» **WORK ORDER**:
Set down exactly the lines in the records below that run from the line with "Any non-whitespace mark" to the line with "let content = scanner.content;", inclusive, and nothing more.
START LISTED ENTRIES
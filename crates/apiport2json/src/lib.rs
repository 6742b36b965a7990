//! Convert the ApiPort breaking-change documents into a single JSON file.
//!
//! The documentation repository holds one markdown document per breaking change, all
//! written against the same template. This crate checks the repository out, extracts a
//! [`BreakingChange`] record from every document and writes the records as a JSON array.
//!
//! # Example
//!
//! ```no_run
//! use apiport2json::{Config, Converter, GitSource};
//!
//! let config = Config::default().with_env()?;
//! let summary = Converter::new(config).run(&GitSource::default())?;
//! println!("wrote {} records", summary.written);
//! # Ok::<(), apiport2json::AppError>(())
//! ```

pub mod config;
pub mod convert;
pub mod emit;
pub mod error;
pub mod model;
pub mod parser;
pub mod source;

pub use config::{Config, MalformedPolicy};
pub use convert::{ConversionSummary, Converter};
pub use error::AppError;
pub use model::BreakingChange;
pub use parser::{parse_breaking_change, ParseError, TemplateParser};
pub use source::{Checkout, DocumentSource, GitSource};
impl TemplateParser {
    pub fn new() -> Self {
        Self {
            title_re: Regex::new(r"^## (?P<id>[^:]*): (?P<title>.*)$").expect("valid regex"),
            checkbox_re: Regex::new(r"^- \[(?P<mark>.)\] (?P<label>.+?)\s*$")
                .expect("valid regex"),
            comment_section_re: Regex::new(
                r"^### (?:(?P<known>Original Bug|Notes)(?:\s+|$)|(?P<other>.+?)\s*$)",
            )
            .expect("valid regex"),
        }
    }

    /// Parse one markdown document into a [`BreakingChange`].
    ///
    /// The whole document must match the template; no partial record is produced.
    pub fn parse(&self, content: &str) -> Result<BreakingChange, ParseError> {
        let content = content.strip_prefix(BYTE_ORDER_MARK).unwrap_or(content);
        let mut scanner = Scanner::new(content);

        let (id, title) = self.parse_title(&mut scanner)?;

        scanner.expect_header(SCOPE)?;
        let scope = scanner.single_line(SCOPE)?;

        scanner.expect_header(VERSION_INTRODUCED)?;
        let version_introduced = scanner.single_line(VERSION_INTRODUCED)?;

        let version_reverted = if scanner.accept_header(VERSION_REVERTED) {
            Some(scanner.single_line(VERSION_REVERTED)?)
        } else {
            None
        };

        scanner.expect_header(SOURCE_ANALYZER_STATUS)?;
        let source_analyzer_status = scanner.single_line(SOURCE_ANALYZER_STATUS)?;

        scanner.expect_header(CHANGE_DESCRIPTION)?;
        let description_line = scanner.line_number();
        let description = scanner.take_until(|line| self.checkbox(line, QUIRKED).is_some());
        let description = required(description, CHANGE_DESCRIPTION, description_line)?;

        let quirked = self.expect_checkbox(&mut scanner, QUIRKED)?;
        let optional = self.accept_checkbox(&mut scanner, OPTIONAL).unwrap_or(false);
        let build_time_break = self.expect_checkbox(&mut scanner, BUILD_TIME_BREAK)?;

        scanner.expect_header(RECOMMENDED_ACTION)?;
        let recommended_line = scanner.line_number();
        let recommended_action = scanner.take_until(|line| line.trim() == AFFECTED_APIS);
        let recommended_action = required(recommended_action, RECOMMENDED_ACTION, recommended_line)?;

        scanner.expect_header(AFFECTED_APIS)?;
        let affected_line = scanner.line_number();
        let affected_apis = scanner.take_until(|line| CATEGORY_HEADERS.contains(&line.trim()));
        let affected_apis = required(affected_apis, AFFECTED_APIS, affected_line)?;

        scanner.expect_any_header(CATEGORY_HEADERS)?;
        let category_block = scanner.take_until(is_trailer_start);
        let categories = split_categories(category_block);

        let more_information = parse_more_information(&mut scanner)?;
        let (original_bug, notes) = self.parse_comment(&mut scanner)?;

        scanner.skip_blank();
        if let Some(line) = scanner.peek() {
            return Err(ParseError {
                line: line.number,
                message: format!("unexpected content after categories: `{}`", line.text.trim()),
            });
        }

        Ok(BreakingChange {
            id,
            title,
            scope,
            version_introduced,
            version_reverted,
            source_analyzer_status,
            description,
            quirked,
            optional,
            build_time_break,
            recommended_action,
            affected_apis,
            categories,
            more_information,
            original_bug,
            notes,
        })
    }

    fn parse_title(&self, scanner: &mut Scanner<'_>) -> Result<(i32, String), ParseError> {
        scanner.skip_blank();
        let Some(line) = scanner.peek() else {
            return Err(scanner.error("expected `## <id>: <title>` header, document is empty"));
        };
        let number = line.number;
        let caps = self
            .title_re
            .captures(line.text.trim_start())
            .ok_or_else(|| ParseError {
                line: number,
                message: format!("expected `## <id>: <title>` header, found `{}`", line.text.trim()),
            })?;

        let raw_id = &caps["id"];
        if raw_id.is_empty() || !raw_id.chars().all(|c| c.is_ascii_digit()) {
            return Err(ParseError {
                line: number,
                message: format!("id `{raw_id}` is not numeric"),
            });
        }
        let id = raw_id.parse::<i32>().map_err(|e| ParseError {
            line: number,
            message: format!("id `{raw_id}` is out of range: {e}"),
        })?;

        let title = non_blank(&caps["title"]).ok_or_else(|| ParseError {
            line: number,
            message: "title is empty".to_string(),
        })?;

        scanner.advance();
        Ok((id, title))
    }

    /// Return the raw mark if `line` is the checkbox line for `label`.
    fn checkbox(&self, line: &str, label: &str) -> Option<char> {
        let caps = self.checkbox_re.captures(line.trim_start())?;
        if &caps["label"] != label {
            return None;
        }
        caps["mark"].chars().next()
    }

    fn accept_checkbox(&self, scanner: &mut Scanner<'_>, label: &str) -> Option<bool> {
        scanner.skip_blank();
        let mark = self.checkbox(scanner.peek()?.text, label)?;
        scanner.advance();
        // Any non-whitespace mark counts as checked, not only `x`.
        Some(!mark.is_whitespace())
    }

    fn expect_checkbox(&self, scanner: &mut Scanner<'_>, label: &str) -> Result<bool, ParseError> {
        self.accept_checkbox(scanner, label).ok_or_else(|| {
            scanner.unexpected(&format!("`- [ ] {label}` checkbox"))
        })
    }

    /// Parse the optional trailing `<!-- ... -->` comment.
    ///
    /// Returns `(original_bug, notes)`.
    fn parse_comment(
        &self,
        scanner: &mut Scanner<'_>,
    ) -> Result<(Option<String>, Option<String>), ParseError> {
        scanner.skip_blank();
        let Some(line) = scanner.peek() else {
            return Ok((None, None));
        };
        if !line.text.trim_start().starts_with(COMMENT_OPEN) {
            return Ok((None, None));
        }

        let content = scanner.content;
        let open = line.start + line.text.find(COMMENT_OPEN).unwrap_or(0) + COMMENT_OPEN.len();
        let close = content[open..]
            .find(COMMENT_CLOSE)
            .map(|pos| open + pos)
            .ok_or_else(|| ParseError {
                line: line.number,
                message: "unterminated `<!--` comment".to_string(),
            })?;
        scanner.seek(close + COMMENT_CLOSE.len());

        // Section bodies are byte ranges of the comment; text following a known
        // header on the same line belongs to its body.
        let comment = &content[open..close];
        let mut original_bug = None;
        let mut notes = None;
        let mut current: Option<(&str, usize)> = None;
        let mut offset = 0;
        for raw in comment.split_inclusive('\n') {
            let text = raw.trim_end_matches(['\r', '\n']);
            let trimmed = text.trim();
            if let Some(caps) = self.comment_section_re.captures(trimmed) {
                if let Some((name, start)) = current.take() {
                    store_comment_section(
                        name,
                        &comment[start..offset],
                        &mut original_bug,
                        &mut notes,
                    );
                }
                let name = caps
                    .name("known")
                    .or_else(|| caps.name("other"))
                    .map_or("", |m| m.as_str());
                let leading = text.len() - text.trim_start().len();
                let header_end = caps.get(0).map_or(trimmed.len(), |m| m.end());
                current = Some((name, offset + leading + header_end));
            }
            offset += raw.len();
        }
        if let Some((name, start)) = current {
            store_comment_section(name, &comment[start..], &mut original_bug, &mut notes);
        }

        Ok((original_bug, notes))
    }
}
END LISTED ENTRIES
» **TASK RESPONSE**:
        // Any non-whitespace mark counts as checked, not only `x`.
        Some(!mark.is_whitespace())
    }

    fn expect_checkbox(&self, scanner: &mut Scanner<'_>, label: &str) -> Result<bool, ParseError> {
        self.accept_checkbox(scanner, label).ok_or_else(|| {
            scanner.unexpected(&format!("`- [ ] {label}` checkbox"))
        })
    }

    /// Parse the optional trailing `<!-- ... -->` comment.
    ///
    /// Returns `(original_bug, notes)`.
    fn parse_comment(
        &self,
        scanner: &mut Scanner<'_>,
    ) -> Result<(Option<String>, Option<String>), ParseError> {
        scanner.skip_blank();
        let Some(line) = scanner.peek() else {
            return Ok((None, None));
        };
        if !line.text.trim_start().starts_with(COMMENT_OPEN) {
            return Ok((None, None));
        }

        let content = scanner.content;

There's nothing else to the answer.